Activity: Where does "Serialize" appear in the data? Return each line that holds it.

Records provided:
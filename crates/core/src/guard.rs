//! Route guarding on authentication state

use crate::session::AuthState;

/// Result of guarding a view
#[derive(Clone, Debug, PartialEq, Eq)]
pub enum RouteDecision<E> {
    /// Show the guarded element
    Render(E),
    /// Navigate to this client-side path instead
    Redirect(String),
}

impl<E> RouteDecision<E> {
    pub const fn is_redirect(&self) -> bool {
        matches!(self, Self::Redirect(_))
    }

    /// The element, if access was granted
    pub fn into_element(self) -> Option<E> {
        match self {
            Self::Render(element) => Some(element),
            Self::Redirect(_) => None,
        }
    }

    /// Transform the guarded element, keeping a redirect as is
    pub fn map<U>(self, f: impl FnOnce(E) -> U) -> RouteDecision<U> {
        match self {
            Self::Render(element) => RouteDecision::Render(f(element)),
            Self::Redirect(to) => RouteDecision::Redirect(to),
        }
    }
}

impl AuthState {
    /// Let `element` through when authenticated, otherwise redirect
    pub fn route_guard<E>(&self, element: E, redirect_to: &str) -> RouteDecision<E> {
        if self.session.authenticated {
            RouteDecision::Render(element)
        } else {
            RouteDecision::Redirect(redirect_to.to_string())
        }
    }
}
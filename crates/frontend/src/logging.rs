//! Browser console logging

use tracing::Level;
use tracing_subscriber::filter::LevelFilter;
use tracing_subscriber::prelude::*;

/// Route `tracing` output to the browser console
///
/// Safe to call more than once; only the first call installs a subscriber.
pub fn init_logging(level: Level) {
    #[cfg(target_arch = "wasm32")]
    console_error_panic_hook::set_once();

    let fmt_layer = tracing_subscriber::fmt::layer()
        .with_ansi(false)
        .without_time()
        .with_writer(tracing_web::MakeWebConsoleWriter::new())
        .with_filter(LevelFilter::from_level(level));

    if tracing_subscriber::registry().with(fmt_layer).try_init().is_err() {
        tracing::debug!("tracing subscriber already installed");
    }
}
//! Session state and its reducer

use serde::{Deserialize, Serialize};
use std::fmt;
use tracing::debug;

/// Login form input
#[derive(Clone, PartialEq, Eq, Serialize, Deserialize)]
pub struct Credentials {
    pub email: String,
    pub password: String,
}

impl Credentials {
    pub fn new(email: impl Into<String>, password: impl Into<String>) -> Self {
        Self {
            email: email.into(),
            password: password.into(),
        }
    }
}

impl fmt::Debug for Credentials {
    fn fmt(&self, f: &mut fmt::Formatter<'_>) -> fmt::Result {
        f.debug_struct("Credentials")
            .field("email", &self.email)
            .field("password", &"<redacted>")
            .finish()
    }
}

/// Token half of the authentication state
#[derive(Clone, Debug, Default, PartialEq, Eq, Serialize, Deserialize)]
pub struct Session {
    pub access_token: Option<String>,
    pub authenticated: bool,
}

/// User record as returned by the login endpoint
///
/// Every field is nullable; before the first successful login the profile
/// holds nothing but `None` placeholders.
#[derive(Clone, Debug, Default, PartialEq, Eq, Serialize, Deserialize)]
#[serde(default)]
pub struct UserProfile {
    pub id: Option<u64>,
    pub name: Option<String>,
    pub email: Option<String>,
    #[serde(alias = "emailVerifiedAt")]
    pub email_verified_at: Option<String>,
    pub remember_token: Option<String>,
    pub created_at: Option<String>,
    pub updated_at: Option<String>,
}

/// Transient UI flags for the login form
#[derive(Clone, Copy, Debug, Default, PartialEq, Eq, Serialize, Deserialize)]
pub struct UiFlags {
    pub is_loading: bool,
    pub wrong_credentials: bool,
}

/// Everything a consumer of the auth context can read
#[derive(Clone, Debug, Default, PartialEq, Eq, Serialize, Deserialize)]
pub struct AuthState {
    pub session: Session,
    pub user: UserProfile,
    pub flags: UiFlags,
}

/// Coarse phase derived from [`AuthState`]
#[derive(Clone, Copy, Debug, PartialEq, Eq, Serialize, Deserialize)]
#[serde(rename_all = "snake_case")]
pub enum SessionPhase {
    Anonymous,
    Authenticating,
    Authenticated,
    CredentialError,
}

impl fmt::Display for SessionPhase {
    fn fmt(&self, f: &mut fmt::Formatter<'_>) -> fmt::Result {
        let name = match self {
            Self::Anonymous => "anonymous",
            Self::Authenticating => "authenticating",
            Self::Authenticated => "authenticated",
            Self::CredentialError => "credential_error",
        };
        f.write_str(name)
    }
}

/// State transitions
#[derive(Clone, Debug, PartialEq, Eq)]
pub enum AuthAction {
    /// A login attempt began
    LoginStarted,
    /// The anti-forgery cookie could not be fetched
    CsrfCookieFailed,
    /// The backend accepted the credentials
    LoginSucceeded { token: String, user: UserProfile },
    /// The credential step failed for any reason
    CredentialsRejected,
    /// The user signed out
    Logout,
}

impl AuthAction {
    fn name(&self) -> &'static str {
        match self {
            Self::LoginStarted => "login_started",
            Self::CsrfCookieFailed => "csrf_cookie_failed",
            Self::LoginSucceeded { .. } => "login_succeeded",
            Self::CredentialsRejected => "credentials_rejected",
            Self::Logout => "logout",
        }
    }
}

impl AuthState {
    /// Apply a transition in place
    pub fn apply(&mut self, action: AuthAction) {
        let name = action.name();
        match action {
            AuthAction::LoginStarted => {
                self.flags.is_loading = true;
            }
            AuthAction::CsrfCookieFailed => {
                // wrong_credentials stays as it was
                self.flags.is_loading = false;
            }
            AuthAction::LoginSucceeded { token, user } => {
                self.user = user;
                self.session = Session {
                    access_token: Some(token),
                    authenticated: true,
                };
                self.flags = UiFlags::default();
            }
            AuthAction::CredentialsRejected => {
                self.flags.wrong_credentials = true;
                self.flags.is_loading = false;
            }
            AuthAction::Logout => {
                // Only the session is reset; the profile and flags survive.
                self.session = Session::default();
            }
        }
        debug!(action = name, phase = %self.phase(), "auth state updated");
    }

    /// Owned variant of [`AuthState::apply`]
    #[must_use]
    pub fn reduce(mut self, action: AuthAction) -> Self {
        self.apply(action);
        self
    }

    pub const fn is_authenticated(&self) -> bool {
        self.session.authenticated
    }

    pub fn access_token(&self) -> Option<&str> {
        self.session.access_token.as_deref()
    }

    pub const fn phase(&self) -> SessionPhase {
        if self.flags.is_loading {
            SessionPhase::Authenticating
        } else if self.session.authenticated {
            SessionPhase::Authenticated
        } else if self.flags.wrong_credentials {
            SessionPhase::CredentialError
        } else {
            SessionPhase::Anonymous
        }
    }
}
//! Client error types

use sanctum_core::TransportError;
use thiserror::Error;

/// Client error types
#[derive(Debug, Error)]
pub enum ClientError {
    /// Network or request error
    #[error("Request failed: {0}")]
    Request(#[from] reqwest::Error),

    /// Server returned an error status
    #[error("Server error {status}: {message}")]
    ServerError { status: u16, message: String },

    /// Bad request
    #[error("Bad request: {0}")]
    BadRequest(String),

    /// Authentication failed
    #[error("Authentication failed: {0}")]
    AuthenticationFailed(String),

    /// Forbidden
    #[error("Forbidden: {0}")]
    Forbidden(String),

    /// Resource not found
    #[error("Resource not found: {0}")]
    NotFound(String),

    /// The anti-forgery token was missing or stale (Laravel answers 419)
    #[error("CSRF token mismatch: {0}")]
    CsrfTokenMismatch(String),

    /// Input failed server-side validation
    #[error("Validation failed: {0}")]
    Validation(String),

    /// Serialization/deserialization error
    #[error("Serialization error: {0}")]
    Serialization(#[from] serde_json::Error),

    /// Invalid configuration
    #[error("Invalid configuration: {0}")]
    Configuration(String),
}

impl ClientError {
    /// Create error from HTTP status code
    pub fn from_status(status: reqwest::StatusCode, message: String) -> Self {
        match status.as_u16() {
            400 => Self::BadRequest(message),
            401 => Self::AuthenticationFailed(message),
            403 => Self::Forbidden(message),
            404 => Self::NotFound(message),
            419 => Self::CsrfTokenMismatch(message),
            422 => Self::Validation(message),
            _ => Self::ServerError {
                status: status.as_u16(),
                message,
            },
        }
    }

    /// HTTP status of the failed response, if the server answered
    pub const fn status(&self) -> Option<u16> {
        match self {
            Self::BadRequest(_) => Some(400),
            Self::AuthenticationFailed(_) => Some(401),
            Self::Forbidden(_) => Some(403),
            Self::NotFound(_) => Some(404),
            Self::CsrfTokenMismatch(_) => Some(419),
            Self::Validation(_) => Some(422),
            Self::ServerError { status, .. } => Some(*status),
            Self::Request(_) | Self::Serialization(_) | Self::Configuration(_) => None,
        }
    }
}

impl From<ClientError> for TransportError {
    fn from(err: ClientError) -> Self {
        if let Some(status) = err.status() {
            return Self::Rejected {
                status,
                message: err.to_string(),
            };
        }

        match err {
            ClientError::Request(e) if e.is_decode() => Self::Decode(e.to_string()),
            ClientError::Request(e) => Self::Network(e.to_string()),
            ClientError::Serialization(e) => Self::Decode(e.to_string()),
            ClientError::Configuration(message) => Self::Configuration(message),
            other => Self::Network(other.to_string()),
        }
    }
}

/// Pull a readable message out of an error body
///
/// Laravel answers with `{"message": "...", "errors": {...}}`; anything else
/// is passed through, falling back to the status text for empty bodies.
pub(crate) fn error_message(status: reqwest::StatusCode, body: &str) -> String {
    if let Ok(serde_json::Value::Object(map)) = serde_json::from_str::<serde_json::Value>(body) {
        if let Some(serde_json::Value::String(message)) = map.get("message") {
            return message.clone();
        }
    }

    if body.trim().is_empty() {
        status.to_string()
    } else {
        body.to_string()
    }
}

#[cfg(test)]
mod tests {
    use super::*;
    use reqwest::StatusCode;

    #[test]
    fn maps_laravel_statuses() {
        assert!(matches!(
            ClientError::from_status(StatusCode::UNPROCESSABLE_ENTITY, String::new()),
            ClientError::Validation(_)
        ));
        let mismatch = ClientError::from_status(StatusCode::from_u16(419).unwrap(), "x".into());
        assert!(matches!(mismatch, ClientError::CsrfTokenMismatch(_)));
        assert_eq!(mismatch.status(), Some(419));

        let server = ClientError::from_status(StatusCode::BAD_GATEWAY, "upstream".into());
        assert_eq!(server.status(), Some(502));
    }

    #[test]
    fn rejections_become_transport_rejections() {
        let err: TransportError = ClientError::AuthenticationFailed("nope".into()).into();
        assert_eq!(err.status(), Some(401));

        let err: TransportError = ClientError::Configuration("bad header".into()).into();
        assert_eq!(err, TransportError::Configuration("bad header".into()));
    }

    #[test]
    fn error_message_prefers_laravel_message_field() {
        let body = r#"{"message":"These credentials do not match our records.","errors":{"email":["..."]}}"#;
        assert_eq!(
            error_message(StatusCode::UNPROCESSABLE_ENTITY, body),
            "These credentials do not match our records."
        );
        assert_eq!(error_message(StatusCode::UNAUTHORIZED, "Unauthorized"), "Unauthorized");
        assert_eq!(
            error_message(StatusCode::INTERNAL_SERVER_ERROR, ""),
            "500 Internal Server Error"
        );
    }
}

Solution to this exercise:
use serde::{Deserialize, Serialize};
#[derive(Clone, PartialEq, Eq, Serialize, Deserialize)]
#[derive(Clone, Debug, Default, PartialEq, Eq, Serialize, Deserialize)]
#[derive(Clone, Debug, Default, PartialEq, Eq, Serialize, Deserialize)]
#[derive(Clone, Copy, Debug, Default, PartialEq, Eq, Serialize, Deserialize)]
#[derive(Clone, Debug, Default, PartialEq, Eq, Serialize, Deserialize)]
#[derive(Clone, Copy, Debug, PartialEq, Eq, Serialize, Deserialize)]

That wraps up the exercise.